Frontiers in Oncology
|November 6, 2023
Summary
PCG-Net improves Head and Neck (HN) Organs-At-Risks (OARs) segmentation accuracy for Head and Neck Cancer (HNC) treatment planning. This deep learning model enhances feature fusion, outperforming existing methods for precise OAR segmentation.
Area of Science:
- Medical Imaging
- Artificial Intelligence
- Oncology
Background:
- Accurate segmentation of Head and Neck (HN) Organs-At-Risks (OARs) is crucial for effective Head and Neck Cancer (HNC) radiation therapy planning.
- Manual OAR segmentation is time-consuming and subjective, driving the need for automated deep learning solutions.

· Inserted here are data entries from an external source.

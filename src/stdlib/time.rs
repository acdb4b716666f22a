use std::time::{SystemTime, UNIX_EPOCH};

use crate::ast::DataType;
use crate::interpreter::Value;
use crate::stdlib::{NativeError, NativeFunction};
use crate::t_float;

pub fn natives() -> Vec<Box<dyn NativeFunction>> {
    vec![Box::new(Clock)]
}

/// clock() -> float, seconds since the Unix epoch.
#[derive(Debug, Clone, Copy)]
pub struct Clock;

impl NativeFunction for Clock {
    fn name(&self) -> &'static str {
        "clock"
    }

    fn params(&self) -> Vec<DataType> {
        vec![]
    }

    fn return_type(&self) -> DataType {
        t_float!()
    }

    fn call(&self, _args: Vec<Value>) -> Result<Value, NativeError> {
        let elapsed = SystemTime::now()
            .duration_since(UNIX_EPOCH)
            .map_err(|e| NativeError::Message(format!("clock error: {}", e)))?;
        Ok(Value::Float(elapsed.as_secs_f64()))
    }

    fn box_clone(&self) -> Box<dyn NativeFunction> {
        Box::new(*self)
    }
}
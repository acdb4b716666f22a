pub mod render;

use std::fmt;
use std::ops::Range;
use std::rc::Rc;

/// Location of the token a node is reported against.
#[derive(Debug, Clone, PartialEq, Eq, Default)]
pub struct Span {
    pub line: usize,
    pub range: Range<usize>,
}

#[derive(Debug, Clone, PartialEq)]
pub struct Expr {
    pub kind: ExprKind,
    pub span: Span,
}

impl Expr {
    pub fn new(kind: ExprKind, span: Span) -> Self {
        Expr { kind, span }
    }
}

#[derive(Debug, Clone, PartialEq)]
pub enum ExprKind {
    Literal(Literal),
    Unary {
        op: UnOp,
        operand: Box<Expr>,
    },
    Binary {
        op: BinOp,
        left: Box<Expr>,
        right: Box<Expr>,
    },
    Logical {
        op: LogicOp,
        left: Box<Expr>,
        right: Box<Expr>,
    },

    VarDeclare(VariableDecl),
    VarGet(String),
    VarSet {
        name: String,
        value: Box<Expr>,
    },

    FunctionDeclare(Rc<FunctionDecl>),
    Call {
        callee: String,
        args: Vec<Expr>,
    },
    Return(Option<Box<Expr>>),

    Block(Vec<Expr>),
    If {
        condition: Box<Expr>,
        then_branch: Box<Expr>,
        else_branch: Option<Box<Expr>>,
    },
    For {
        initializer: Option<Box<Expr>>,
        condition: Option<Box<Expr>>,
        update: Option<Box<Expr>>,
        body: Box<Expr>,
    },
    While {
        condition: Box<Expr>,
        body: Box<Expr>,
    },

    ClassDeclare(Rc<ClassDecl>),
    New(String),
    FieldGet {
        object: String,
        field: String,
    },
    FieldSet {
        object: String,
        field: String,
        value: Box<Expr>,
    },
    MethodCall {
        object: String,
        method: String,
        args: Vec<Expr>,
    },

    Import(String),
}

#[derive(Debug, Clone, PartialEq)]
pub enum Literal {
    Bool(bool),
    Int(i64),
    Float(f64),
    String(String),
    Nil,
}

#[derive(Debug, Clone, Copy, PartialEq, Eq)]
pub enum UnOp {
    Minus,
    Not,
}

#[derive(Debug, Clone, Copy, PartialEq, Eq)]
pub enum BinOp {
    Add,
    Sub,
    Mul,
    Div,
    Mod,

    Eq,
    NotEq,
    Less,
    LessEq,
    Greater,
    GreaterEq,
}

impl BinOp {
    pub fn is_arithmetic(self) -> bool {
        matches!(
            self,
            BinOp::Add | BinOp::Sub | BinOp::Mul | BinOp::Div | BinOp::Mod
        )
    }

    pub fn is_equality(self) -> bool {
        matches!(self, BinOp::Eq | BinOp::NotEq)
    }
}

#[derive(Debug, Clone, Copy, PartialEq, Eq)]
pub enum LogicOp {
    And,
    Or,
}

/// A type as written in source.
#[derive(Debug, Clone, PartialEq, Eq)]
pub enum TypeAnnot {
    Bool,
    Int,
    Float,
    String,
    Nil,
    Named(String),
}

#[derive(Debug, Clone, PartialEq)]
pub struct Parameter {
    pub name: String,
    pub annot: TypeAnnot,
    pub span: Span,
}

#[derive(Debug, Clone, PartialEq)]
pub struct VariableDecl {
    pub name: String,
    pub annot: TypeAnnot,
    pub initializer: Option<Box<Expr>>,
}

#[derive(Debug, Clone, PartialEq)]
pub struct FunctionDecl {
    pub name: String,
    pub params: Vec<Parameter>,
    /// `None` for procedures (`name :: () { ... }`), which return nil.
    pub return_type: Option<TypeAnnot>,
    pub body: Vec<Expr>,
    pub span: Span,
}

#[derive(Debug, Clone, PartialEq)]
pub struct FieldDecl {
    pub decl: VariableDecl,
    pub span: Span,
}

#[derive(Debug, Clone, PartialEq)]
pub struct ClassDecl {
    pub name: String,
    pub base: Option<(String, Span)>,
    pub fields: Vec<FieldDecl>,
    pub methods: Vec<Rc<FunctionDecl>>,
    pub span: Span,
}

#[derive(Debug, Clone, Copy, PartialEq, Eq, Hash)]
pub enum TypeKind {
    Bool,
    Int,
    Float,
    String,
    Nil,
    Custom,
    /// Matches any argument. Only native signatures use it.
    Any,
    Error,
}

/// Static type of an expression. `name` is only set for `Custom`.
#[derive(Debug, Clone, PartialEq, Eq, Hash)]
pub struct DataType {
    pub kind: TypeKind,
    pub name: Option<String>,
}

impl DataType {
    pub fn new(kind: TypeKind) -> Self {
        DataType { kind, name: None }
    }

    pub fn custom(name: impl Into<String>) -> Self {
        DataType {
            kind: TypeKind::Custom,
            name: Some(name.into()),
        }
    }

    pub fn is_error(&self) -> bool {
        self.kind == TypeKind::Error
    }

    pub fn is_numeric(&self) -> bool {
        matches!(self.kind, TypeKind::Int | TypeKind::Float)
    }

    /// Whether a value of type `other` may be passed where `self` is expected.
    pub fn accepts(&self, other: &DataType) -> bool {
        self.kind == TypeKind::Any || self == other
    }
}

impl fmt::Display for DataType {
    fn fmt(&self, f: &mut fmt::Formatter<'_>) -> fmt::Result {
        match self.kind {
            TypeKind::Bool => f.write_str("bool"),
            TypeKind::Int => f.write_str("int"),
            TypeKind::Float => f.write_str("float"),
            TypeKind::String => f.write_str("string"),
            TypeKind::Nil => f.write_str("nil"),
            TypeKind::Custom => f.write_str(self.name.as_deref().unwrap_or("<class>")),
            TypeKind::Any => f.write_str("any"),
            TypeKind::Error => f.write_str("<error>"),
        }
    }
}

#[macro_export]
macro_rules! t_bool {
    () => {
        $crate::ast::DataType::new($crate::ast::TypeKind::Bool)
    };
}

#[macro_export]
macro_rules! t_int {
    () => {
        $crate::ast::DataType::new($crate::ast::TypeKind::Int)
    };
}

#[macro_export]
macro_rules! t_float {
    () => {
        $crate::ast::DataType::new($crate::ast::TypeKind::Float)
    };
}

#[macro_export]
macro_rules! t_string {
    () => {
        $crate::ast::DataType::new($crate::ast::TypeKind::String)
    };
}

#[macro_export]
macro_rules! t_nil {
    () => {
        $crate::ast::DataType::new($crate::ast::TypeKind::Nil)
    };
}

#[macro_export]
macro_rules! t_any {
    () => {
        $crate::ast::DataType::new($crate::ast::TypeKind::Any)
    };
}

#[macro_export]
macro_rules! t_error {
    () => {
        $crate::ast::DataType::new($crate::ast::TypeKind::Error)
    };
}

- Segmenting small HN OARs like the optic chiasm and optic nerve remains a challenge for current deep learning models.
Purpose of the Study:
- To introduce PCG-Net, a novel parallel network architecture for improved HN OARs segmentation.
- To enhance feature fusion and capture both local and global contextual information for more accurate segmentation.
- To evaluate the effectiveness and robustness of PCG-Net in downstream segmentation tasks.
Main Methods:
- Developed PCG-Net, a parallel network integrating Convolutional Neural Networks (CNNs) and a Gate-Axial-Transformer (GAT).
- Incorporated a Cascade Graph Module (CGM) to improve feature fusion via message-passing and aggregation.
- Conducted extensive experiments to validate PCG-Net's performance across three different tasks.
Main Results:
- PCG-Net demonstrated superior performance compared to existing methods in HN OARs segmentation.
- The proposed model significantly improved segmentation accuracy, particularly for small-sized OARs.
- Experimental results confirmed the robustness and effectiveness of PCG-Net.
Conclusions:
- PCG-Net successfully integrates local and global information processing for accurate HN OAR segmentation.
- The CGM module effectively enhances feature fusion, leading to superior segmentation outcomes.
- PCG-Net shows significant promise for advancing HNC treatment planning through improved OAR segmentation.